Nigerian Democracy Grows Up

ABUJA – Nigeria ’s legislative elections, to be followed by a presidential poll on April 16, indicate that the ruling Peoples’ Democratic Party (PDP) has lost its near-total grip on the country’s politics. Of the four main opposition parties that fielded candidates for the 469 parliamentary seats in contention, the Action Congress of Nigeria (ACN) took the bulk of the votes in the southwest of the country, felling such PDP stalwarts as House speaker Dimeji Bankole and Senator Iyabo Obasanjo-Bello, daughter of former President Olusegun Obasanjo.

The PDP did, however, fend off challenge in the oil-producing Niger Delta, President Goodluck Jonathan’s home region. It also held its own in the predominantly Igbo southeast and the middle belt, home to several small ethnic groups.

Bitter controversy marked Jonathan’s ascension to power in May 2010, following the death of President Umaru Yar’Adua after only three years in office. Some PDP politicians in the Muslim north insisted that their region be allowed to present a candidate, as Obasanjo, who was viewed as representing the Christian south, had served eight years. They were rebuffed.

The party then hemorrhaged influential members, particularly in the north. Analysts predicted that a large share of the region’s votes would go to the Congress for Progressive Change (CPC), led by Muhammadu Buhari, a northern Muslim from the state of Katsina. Buhari is also the party’s presidential candidate. The CPC won the majority of the seats in Katsina, but the PDP still managed to maintain its dominance of that volatile region’s politics.

The parliamentary polls, originally scheduled for April 2 but postponed a week after the Independent National Electoral Commission (INEC) failed to print adequate ballot papers and other election materials, took place in an atmosphere of fear, violence, and uncertainty. Bombs went off in the INEC office in Suleja, near the federal capital, on the eve of the polling, killing several election officials. Explosions in Maiduguri , a large city in the northeast where Boko Haram, a violent Muslim sect, remains a threatening presence despite a 2009 government crackdown, forced many voters to stay home. Seventy-four million Nigerians were registered to vote, but turnout was far below that.

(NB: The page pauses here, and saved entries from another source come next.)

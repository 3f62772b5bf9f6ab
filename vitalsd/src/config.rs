//! Daemon configuration
//!
//! Loaded once at startup from an optional TOML file plus a few environment
//! overrides, then passed into components as an immutable `Arc<Config>`.
//! Components never consult ambient state after construction.

use serde::Deserialize;
use std::collections::BTreeMap;
use std::net::SocketAddr;
use std::path::{Path, PathBuf};

#[derive(Debug, Clone, Deserialize, Default)]
#[serde(default)]
pub struct Config {
    pub collection: CollectionConfig,
    pub collectors: CollectorsConfig,
    pub store: StoreConfig,
    pub ring: RingConfig,
    pub http: HttpConfig,
    pub patterns: PatternsConfig,
    pub logging: LoggingConfig,
    pub privacy: PrivacyConfig,
    pub training: TrainingConfig,
    pub limits: LimitsConfig,
}

#[derive(Debug, Clone, Deserialize)]
#[serde(default)]
pub struct CollectionConfig {
    pub high_interval_sec: u64,
    pub medium_interval_sec: u64,
    pub low_interval_sec: u64,
    pub very_low_interval_sec: u64,
    /// Fraction of the interval a tick may spend collecting.
    pub tick_budget_ratio: f64,
}

impl Default for CollectionConfig {
    fn default() -> Self {
        Self {
            high_interval_sec: 3,
            medium_interval_sec: 15,
            low_interval_sec: 60,
            very_low_interval_sec: 300,
            tick_budget_ratio: 0.8,
        }
    }
}

#[derive(Debug, Clone, Deserialize)]
#[serde(default)]
pub struct CollectorsConfig {
    pub enabled: Vec<String>,
    pub process_top_n: usize,
    pub tool_bridge: ToolBridgeConfig,
    pub platform: PlatformConfig,
}

impl Default for CollectorsConfig {
    fn default() -> Self {
        Self {
            enabled: ["cpu", "ram", "gpu", "disk", "network", "process", "context"]
                .iter()
                .map(|s| s.to_string())
                .collect(),
            process_top_n: 15,
            tool_bridge: ToolBridgeConfig::default(),
            platform: PlatformConfig::default(),
        }
    }
}

/// External sensor tool bridge. Disabled unless a command is configured.
#[derive(Debug, Clone, Deserialize, Default)]
#[serde(default)]
pub struct ToolBridgeConfig {
    pub enabled: bool,
    /// Command producing a JSON array of sensor readings on stdout.
    pub command: Option<String>,
}

#[derive(Debug, Clone, Deserialize)]
#[serde(default)]
pub struct PlatformConfig {
    pub enabled: bool,
    pub hwmon_root: PathBuf,
}

impl Default for PlatformConfig {
    fn default() -> Self {
        Self {
            enabled: false,
            hwmon_root: PathBuf::from("/sys/class/hwmon"),
        }
    }
}

#[derive(Debug, Clone, Deserialize)]
#[serde(default)]
pub struct StoreConfig {
    pub path: PathBuf,
    pub retention_days: i64,
    pub anomaly_retention_days: i64,
    pub size_cap_mb: u64,
    /// Consecutive write failures before the store is reported degraded.
    pub write_failure_threshold: u32,
}

impl Default for StoreConfig {
    fn default() -> Self {
        Self {
            path: PathBuf::from("./data/system_stats.db"),
            retention_days: 90,
            anomaly_retention_days: 365,
            size_cap_mb: 2048,
            write_failure_threshold: 5,
        }
    }
}

#[derive(Debug, Clone, Deserialize)]
#[serde(default)]
pub struct RingConfig {
    pub capacity: usize,
    pub subscriber_capacity: usize,
}

impl Default for RingConfig {
    fn default() -> Self {
        Self {
            capacity: 600,
            subscriber_capacity: 64,
        }
    }
}

#[derive(Debug, Clone, Deserialize)]
#[serde(default)]
pub struct HttpConfig {
    pub bind: SocketAddr,
    pub request_timeout_sec: u64,
}

impl Default for HttpConfig {
    fn default() -> Self {
        Self {
            bind: "127.0.0.1:8001".parse().unwrap(),
            request_timeout_sec: 5,
        }
    }
}

#[derive(Debug, Clone, Deserialize)]
#[serde(default)]
pub struct PatternsConfig {
    pub window_samples: usize,
    pub spike_k: f64,
    pub sustain_window: usize,
    /// Samples required before a baseline is considered usable.
    pub baseline_min_samples: usize,
    pub thresholds: BTreeMap<String, ThresholdPair>,
}

#[derive(Debug, Clone, Copy, Deserialize)]
pub struct ThresholdPair {
    pub warn: f64,
    pub critical: f64,
}

impl Default for PatternsConfig {
    fn default() -> Self {
        let mut thresholds = BTreeMap::new();
        thresholds.insert(
            "cpu_percent".to_string(),
            ThresholdPair {
                warn: 85.0,
                critical: 95.0,
            },
        );
        thresholds.insert(
            "ram_percent".to_string(),
            ThresholdPair {
                warn: 85.0,
                critical: 95.0,
            },
        );
        thresholds.insert(
            "gpu_percent".to_string(),
            ThresholdPair {
                warn: 90.0,
                critical: 98.0,
            },
        );
        Self {
            window_samples: 720,
            spike_k: 3.0,
            sustain_window: 10,
            baseline_min_samples: 30,
            thresholds,
        }
    }
}

#[derive(Debug, Clone, Deserialize)]
#[serde(default)]
pub struct LoggingConfig {
    pub level: String,
    pub file: Option<PathBuf>,
    pub rotate_mb: u64,
}

impl Default for LoggingConfig {
    fn default() -> Self {
        Self {
            level: "info".to_string(),
            file: None,
            rotate_mb: 64,
        }
    }
}

#[derive(Debug, Clone, Deserialize)]
#[serde(default)]
pub struct PrivacyConfig {
    /// When true only process names are captured, never paths or command lines.
    pub process_name_only: bool,
}

impl Default for PrivacyConfig {
    fn default() -> Self {
        Self {
            process_name_only: true,
        }
    }
}

#[derive(Debug, Clone, Deserialize)]
#[serde(default)]
pub struct TrainingConfig {
    pub minimum_samples: u64,
    pub minimum_hours: f64,
}

impl Default for TrainingConfig {
    fn default() -> Self {
        Self {
            minimum_samples: 1000,
            minimum_hours: 12.0,
        }
    }
}

#[derive(Debug, Clone, Deserialize)]
#[serde(default)]
pub struct LimitsConfig {
    pub max_rss_mb: u64,
    pub max_cpu_percent: f64,
    /// Seconds the caps must be exceeded before self-throttling kicks in.
    pub overrun_grace_sec: u64,
    pub shutdown_grace_sec: u64,
    pub drain_budget_sec: u64,
}

impl Default for LimitsConfig {
    fn default() -> Self {
        Self {
            max_rss_mb: 500,
            max_cpu_percent: 2.0,
            overrun_grace_sec: 30,
            shutdown_grace_sec: 10,
            drain_budget_sec: 5,
        }
    }
}

#[derive(Debug, thiserror::Error)]
pub enum ConfigError {
    #[error("failed to read config file {path}: {source}")]
    Read {
        path: PathBuf,
        source: std::io::Error,
    },
    #[error("failed to parse config file {path}: {source}")]
    Parse {
        path: PathBuf,
        source: toml::de::Error,
    },
    #[error("invalid config: {0}")]
    Invalid(String),
}

impl Config {
    /// Load from an optional TOML file, apply environment overrides, validate.
    pub fn load(path: Option<&Path>) -> Result<Self, ConfigError> {
        let mut config = match path {
            Some(path) => {
                let text = std::fs::read_to_string(path).map_err(|source| ConfigError::Read {
                    path: path.to_path_buf(),
                    source,
                })?;
                toml::from_str(&text).map_err(|source| ConfigError::Parse {
                    path: path.to_path_buf(),
                    source,
                })?
            }
            None => Config::default(),
        };
        config.apply_env();
        config.validate()?;
        Ok(config)
    }

    fn apply_env(&mut self) {
        if let Ok(bind) = std::env::var("VITALS_HTTP_BIND") {
            if let Ok(addr) = bind.parse() {
                self.http.bind = addr;
            }
        }
        if let Ok(path) = std::env::var("VITALS_DB_PATH") {
            self.store.path = PathBuf::from(path);
        }
        if let Ok(level) = std::env::var("VITALS_LOG_LEVEL") {
            self.logging.level = level;
        }
    }

    fn validate(&self) -> Result<(), ConfigError> {
        let c = &self.collection;
        for (name, value) in [
            ("collection.high_interval_sec", c.high_interval_sec),
            ("collection.medium_interval_sec", c.medium_interval_sec),
            ("collection.low_interval_sec", c.low_interval_sec),
            ("collection.very_low_interval_sec", c.very_low_interval_sec),
        ] {
            if value == 0 {
                return Err(ConfigError::Invalid(format!("{name} must be > 0")));
            }
        }
        if !(c.tick_budget_ratio > 0.0 && c.tick_budget_ratio <= 1.0) {
            return Err(ConfigError::Invalid(
                "collection.tick_budget_ratio must be in (0, 1]".to_string(),
            ));
        }
        if c.medium_interval_sec < c.high_interval_sec
            || c.low_interval_sec < c.medium_interval_sec
        {
            return Err(ConfigError::Invalid(
                "collection intervals must be ordered high <= medium <= low".to_string(),
            ));
        }
        if self.ring.capacity == 0 {
            return Err(ConfigError::Invalid("ring.capacity must be > 0".to_string()));
        }
        if self.collectors.process_top_n == 0 || self.collectors.process_top_n > 100 {
            return Err(ConfigError::Invalid(
                "collectors.process_top_n must be in 1..=100".to_string(),
            ));
        }
        for (metric, pair) in &self.patterns.thresholds {
            if pair.critical < pair.warn {
                return Err(ConfigError::Invalid(format!(
                    "patterns.thresholds.{metric}: critical must be >= warn"
                )));
            }
        }
        Ok(())
    }

    /// Wall-clock budget for one tick at the given interval.
    pub fn tick_budget(&self, interval_sec: u64) -> std::time::Duration {
        let secs = interval_sec as f64 * self.collection.tick_budget_ratio;
        std::time::Duration::from_millis((secs * 1000.0) as u64)
    }
}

Attahiru Jega, a university teacher and chairman of the INEC from August 2010, overhauled a sclerotic and corrupt election machinery, put in place a new and credible voting register, and retrained and deployed his staff to 120,000 polling stations in a vast country – all in six months. The election was always going to be a challenge, all the more so because, following the end of military rule in 1999, Nigerian politicians had become habituated to rigging polls. After all, the 2007 election that brought Yar’Adua to power – the PDP’s third straight “victory” – was judged by local and international observers to be the worst in the country’s history.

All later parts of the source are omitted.